▸ INFORMATION SHOWN:
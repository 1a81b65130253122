use std::env;

use config::Config as ConfigBuilder;
use config::ConfigError;
use config::Environment;
use config::File;
use serde::Deserialize;

#[derive(Debug, Deserialize, Clone)]
pub struct Config {
    pub database: DatabaseConfig,
    pub server: ServerConfig,
    pub jwt: JwtConfig,
    pub smtp: SmtpConfig,
    pub app: AppConfig,
}

#[derive(Debug, Deserialize, Clone)]
pub struct DatabaseConfig {
    pub url: String,
}

#[derive(Debug, Deserialize, Clone)]
pub struct ServerConfig {
    pub http_port: u16,
}

#[derive(Debug, Deserialize, Clone)]
pub struct JwtConfig {
    /// Symmetric session-signing secret; at least 32 bytes for HS256.
    pub secret: String,
}

#[derive(Debug, Deserialize, Clone)]
pub struct SmtpConfig {
    pub host: String,
    pub port: u16,
    pub username: String,
    pub password: String,
    pub from_address: String,
}

#[derive(Debug, Deserialize, Clone)]
pub struct AppConfig {
    /// Public base URL embedded in verification and reset links.
    pub public_url: String,
}

impl Config {
    /// Load configuration from files with environment variable overrides
    ///
    /// Priority (highest to lowest):
    /// 1. Environment variables (DATABASE__URL, SERVER__HTTP_PORT, etc.)
    /// 2. Environment-specific config file (config/{environment}.toml)
    /// 3. Default config file (config/default.toml)
    pub fn load() -> Result<Self, ConfigError> {
        let run_mode = env::var("RUN_MODE").unwrap_or_else(|_| "development".to_string());

        let configuration = ConfigBuilder::builder()
            // Start with default configuration
            .add_source(File::with_name("config/default").required(false))
            // Layer on environment-specific configuration
            .add_source(File::with_name(&format!("config/{}", run_mode)).required(false))
            // Layer on environment variables (with __ as separator)
            // Example: DATABASE__URL=postgres://... overrides database.url
            .add_source(Environment::with_prefix("").separator("__"))
            .build()?;

        let config: Config = configuration.try_deserialize()?;

        Ok(config)
    }
}
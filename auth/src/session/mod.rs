pub mod claims;
pub mod errors;
pub mod issuer;

pub use claims::SessionClaims;
pub use errors::SessionTokenError;
pub use issuer::SessionTokenIssuer;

▸ EXERCISE GOAL: In full and word for word, give the listing above again.

▸ RESPONSE TO THIS TASK:
repository 1a81b65130253122
use std::env;

use config::Config as ConfigBuilder;
use config::ConfigError;
use config::Environment;
use config::File;
use serde::Deserialize;

#[derive(Debug, Deserialize, Clone)]
pub struct Config {
    pub database: DatabaseConfig,
    pub server: ServerConfig,
    pub jwt: JwtConfig,
    pub smtp: SmtpConfig,
    pub app: AppConfig,
}

#[derive(Debug, Deserialize, Clone)]
pub struct DatabaseConfig {
    pub url: String,
}

#[derive(Debug, Deserialize, Clone)]
pub struct ServerConfig {
    pub http_port: u16,
}

#[derive(Debug, Deserialize, Clone)]
pub struct JwtConfig {
    /// Symmetric session-signing secret; at least 32 bytes for HS256.
    pub secret: String,
}

#[derive(Debug, Deserialize, Clone)]
pub struct SmtpConfig {
    pub host: String,
    pub port: u16,
    pub username: String,
    pub password: String,
    pub from_address: String,
}

#[derive(Debug, Deserialize, Clone)]
pub struct AppConfig {
    /// Public base URL embedded in verification and reset links.
    pub public_url: String,
}

impl Config {
    /// Load configuration from files with environment variable overrides
    ///
    /// Priority (highest to lowest):
    /// 1. Environment variables (DATABASE__URL, SERVER__HTTP_PORT, etc.)
    /// 2. Environment-specific config file (config/{environment}.toml)
    /// 3. Default config file (config/default.toml)
    pub fn load() -> Result<Self, ConfigError> {
        let run_mode = env::var("RUN_MODE").unwrap_or_else(|_| "development".to_string());

        let configuration = ConfigBuilder::builder()
            // Start with default configuration
            .add_source(File::with_name("config/default").required(false))
            // Layer on environment-specific configuration
            .add_source(File::with_name(&format!("config/{}", run_mode)).required(false))
            // Layer on environment variables (with __ as separator)
            // Example: DATABASE__URL=postgres://... overrides database.url
            .add_source(Environment::with_prefix("").separator("__"))
            .build()?;

        let config: Config = configuration.try_deserialize()?;

        Ok(config)
    }
}
filename auth/src/session/mod.rs
pub mod claims;
pub mod errors;
pub mod issuer;

pub use claims::SessionClaims;
pub use errors::SessionTokenError;
pub use issuer::SessionTokenIssuer;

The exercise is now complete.